• [Try it] From the records below, copy the lines that include "reports".

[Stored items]
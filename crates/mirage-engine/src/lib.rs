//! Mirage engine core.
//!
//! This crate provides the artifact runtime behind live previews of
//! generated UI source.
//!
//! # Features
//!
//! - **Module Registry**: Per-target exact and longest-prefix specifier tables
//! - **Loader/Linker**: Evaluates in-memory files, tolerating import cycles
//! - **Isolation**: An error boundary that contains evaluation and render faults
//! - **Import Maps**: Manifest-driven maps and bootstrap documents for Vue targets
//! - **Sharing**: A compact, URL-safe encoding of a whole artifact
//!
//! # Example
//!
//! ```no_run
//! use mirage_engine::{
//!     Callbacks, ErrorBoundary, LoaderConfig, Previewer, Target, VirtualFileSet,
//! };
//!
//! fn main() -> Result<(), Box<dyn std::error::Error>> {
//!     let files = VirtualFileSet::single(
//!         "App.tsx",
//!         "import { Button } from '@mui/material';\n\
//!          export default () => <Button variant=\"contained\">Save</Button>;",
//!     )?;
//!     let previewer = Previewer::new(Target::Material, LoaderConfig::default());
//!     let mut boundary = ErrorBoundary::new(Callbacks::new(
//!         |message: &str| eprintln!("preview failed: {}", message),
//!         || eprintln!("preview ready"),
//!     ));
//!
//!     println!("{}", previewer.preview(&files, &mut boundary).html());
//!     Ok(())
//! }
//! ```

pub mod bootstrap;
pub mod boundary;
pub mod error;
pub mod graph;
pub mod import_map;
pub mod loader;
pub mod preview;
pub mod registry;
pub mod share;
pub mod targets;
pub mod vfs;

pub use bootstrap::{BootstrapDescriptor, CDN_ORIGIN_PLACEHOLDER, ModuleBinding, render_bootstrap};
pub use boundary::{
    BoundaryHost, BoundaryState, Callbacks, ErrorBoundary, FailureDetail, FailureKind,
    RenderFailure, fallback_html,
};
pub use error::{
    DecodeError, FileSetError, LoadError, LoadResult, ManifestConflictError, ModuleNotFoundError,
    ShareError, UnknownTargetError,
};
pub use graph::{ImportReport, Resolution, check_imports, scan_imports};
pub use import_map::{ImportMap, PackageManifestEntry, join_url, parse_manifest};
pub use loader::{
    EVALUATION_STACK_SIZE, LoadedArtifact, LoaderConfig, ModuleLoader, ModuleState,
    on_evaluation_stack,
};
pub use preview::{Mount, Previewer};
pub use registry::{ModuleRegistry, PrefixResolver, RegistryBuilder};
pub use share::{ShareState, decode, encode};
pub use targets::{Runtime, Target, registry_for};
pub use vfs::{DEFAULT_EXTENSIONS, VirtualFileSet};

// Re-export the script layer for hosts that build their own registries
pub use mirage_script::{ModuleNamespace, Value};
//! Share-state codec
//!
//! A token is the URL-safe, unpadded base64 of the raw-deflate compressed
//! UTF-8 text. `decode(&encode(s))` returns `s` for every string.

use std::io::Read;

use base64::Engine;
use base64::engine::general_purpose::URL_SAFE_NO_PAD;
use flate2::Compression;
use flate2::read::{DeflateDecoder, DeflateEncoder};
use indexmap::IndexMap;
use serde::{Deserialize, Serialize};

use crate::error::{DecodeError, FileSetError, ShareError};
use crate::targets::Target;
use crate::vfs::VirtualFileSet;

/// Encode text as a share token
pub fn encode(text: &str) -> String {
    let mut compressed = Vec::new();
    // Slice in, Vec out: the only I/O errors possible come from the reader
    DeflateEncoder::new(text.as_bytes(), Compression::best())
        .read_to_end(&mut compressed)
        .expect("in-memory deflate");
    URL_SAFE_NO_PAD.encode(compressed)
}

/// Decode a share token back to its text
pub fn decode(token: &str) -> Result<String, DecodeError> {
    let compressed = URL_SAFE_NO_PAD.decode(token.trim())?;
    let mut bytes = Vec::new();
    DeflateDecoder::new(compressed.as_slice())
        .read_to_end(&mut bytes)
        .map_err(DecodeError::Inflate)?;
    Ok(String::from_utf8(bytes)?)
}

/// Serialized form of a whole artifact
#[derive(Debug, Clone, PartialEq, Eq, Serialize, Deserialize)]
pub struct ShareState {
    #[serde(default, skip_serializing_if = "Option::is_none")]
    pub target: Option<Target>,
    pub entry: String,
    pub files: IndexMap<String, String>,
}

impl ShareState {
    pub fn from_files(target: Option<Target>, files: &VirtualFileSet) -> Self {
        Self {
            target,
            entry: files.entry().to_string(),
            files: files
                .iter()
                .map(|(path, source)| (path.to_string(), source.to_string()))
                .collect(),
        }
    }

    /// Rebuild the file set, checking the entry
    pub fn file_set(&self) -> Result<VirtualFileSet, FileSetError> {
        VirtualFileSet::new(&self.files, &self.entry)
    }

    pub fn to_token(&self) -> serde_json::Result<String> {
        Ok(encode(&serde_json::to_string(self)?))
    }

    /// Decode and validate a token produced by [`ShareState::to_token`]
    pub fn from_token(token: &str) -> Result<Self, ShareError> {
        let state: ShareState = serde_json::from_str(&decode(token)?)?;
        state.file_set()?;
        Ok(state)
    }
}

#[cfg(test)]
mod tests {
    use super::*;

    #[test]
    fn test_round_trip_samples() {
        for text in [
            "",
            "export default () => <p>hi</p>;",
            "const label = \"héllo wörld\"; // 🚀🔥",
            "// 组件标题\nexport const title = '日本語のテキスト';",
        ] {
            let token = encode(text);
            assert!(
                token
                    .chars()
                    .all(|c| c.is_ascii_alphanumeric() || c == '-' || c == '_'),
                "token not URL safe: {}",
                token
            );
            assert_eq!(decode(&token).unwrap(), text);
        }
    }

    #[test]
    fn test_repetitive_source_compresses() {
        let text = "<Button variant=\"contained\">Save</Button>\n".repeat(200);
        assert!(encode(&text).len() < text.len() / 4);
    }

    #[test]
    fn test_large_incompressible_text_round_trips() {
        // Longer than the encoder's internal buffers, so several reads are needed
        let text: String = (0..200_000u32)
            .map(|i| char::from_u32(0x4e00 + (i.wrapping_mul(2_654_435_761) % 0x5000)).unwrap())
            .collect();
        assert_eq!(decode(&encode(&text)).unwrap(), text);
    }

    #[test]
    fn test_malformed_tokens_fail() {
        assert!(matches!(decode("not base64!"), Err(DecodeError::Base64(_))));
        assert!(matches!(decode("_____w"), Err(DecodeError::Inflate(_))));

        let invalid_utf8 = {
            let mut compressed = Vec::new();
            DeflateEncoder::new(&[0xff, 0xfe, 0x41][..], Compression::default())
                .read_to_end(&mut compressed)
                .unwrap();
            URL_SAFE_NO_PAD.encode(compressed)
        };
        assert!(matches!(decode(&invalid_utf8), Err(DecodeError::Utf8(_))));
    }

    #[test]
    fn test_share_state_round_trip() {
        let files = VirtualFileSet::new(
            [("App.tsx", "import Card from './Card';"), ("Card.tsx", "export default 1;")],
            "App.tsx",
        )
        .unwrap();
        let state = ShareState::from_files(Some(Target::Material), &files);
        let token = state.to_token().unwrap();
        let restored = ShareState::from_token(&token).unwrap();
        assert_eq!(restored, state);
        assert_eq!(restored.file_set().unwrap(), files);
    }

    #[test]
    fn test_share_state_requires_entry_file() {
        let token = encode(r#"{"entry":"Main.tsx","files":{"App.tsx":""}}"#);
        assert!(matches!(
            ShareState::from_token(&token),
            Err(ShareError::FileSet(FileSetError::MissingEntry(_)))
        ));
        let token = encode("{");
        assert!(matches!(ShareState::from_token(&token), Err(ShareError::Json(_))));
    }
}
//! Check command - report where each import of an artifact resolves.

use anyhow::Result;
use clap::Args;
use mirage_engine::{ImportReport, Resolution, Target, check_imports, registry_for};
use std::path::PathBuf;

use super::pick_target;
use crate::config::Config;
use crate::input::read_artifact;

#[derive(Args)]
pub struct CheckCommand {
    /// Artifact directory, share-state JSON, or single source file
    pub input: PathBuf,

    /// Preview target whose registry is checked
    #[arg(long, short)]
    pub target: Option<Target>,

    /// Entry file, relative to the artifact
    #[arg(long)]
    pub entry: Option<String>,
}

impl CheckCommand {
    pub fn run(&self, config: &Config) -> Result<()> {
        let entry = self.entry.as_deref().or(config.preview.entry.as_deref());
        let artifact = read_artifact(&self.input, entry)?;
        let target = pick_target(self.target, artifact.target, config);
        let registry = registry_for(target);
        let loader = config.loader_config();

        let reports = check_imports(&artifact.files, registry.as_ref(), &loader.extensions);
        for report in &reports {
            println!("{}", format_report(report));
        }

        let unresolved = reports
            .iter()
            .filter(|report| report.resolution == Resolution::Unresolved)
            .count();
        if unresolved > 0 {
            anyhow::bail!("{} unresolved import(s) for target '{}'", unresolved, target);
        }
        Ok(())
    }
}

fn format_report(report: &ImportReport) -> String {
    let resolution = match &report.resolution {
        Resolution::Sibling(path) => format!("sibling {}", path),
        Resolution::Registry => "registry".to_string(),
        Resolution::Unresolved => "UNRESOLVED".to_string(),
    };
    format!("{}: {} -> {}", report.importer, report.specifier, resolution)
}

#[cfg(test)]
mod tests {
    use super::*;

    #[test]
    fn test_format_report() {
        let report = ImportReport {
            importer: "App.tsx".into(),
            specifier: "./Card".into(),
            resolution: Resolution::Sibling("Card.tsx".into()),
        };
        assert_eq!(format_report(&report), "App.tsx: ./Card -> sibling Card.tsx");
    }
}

• [Response area]
        let reports = check_imports(&artifact.files, registry.as_ref(), &loader.extensions);
        for report in &reports {
        let unresolved = reports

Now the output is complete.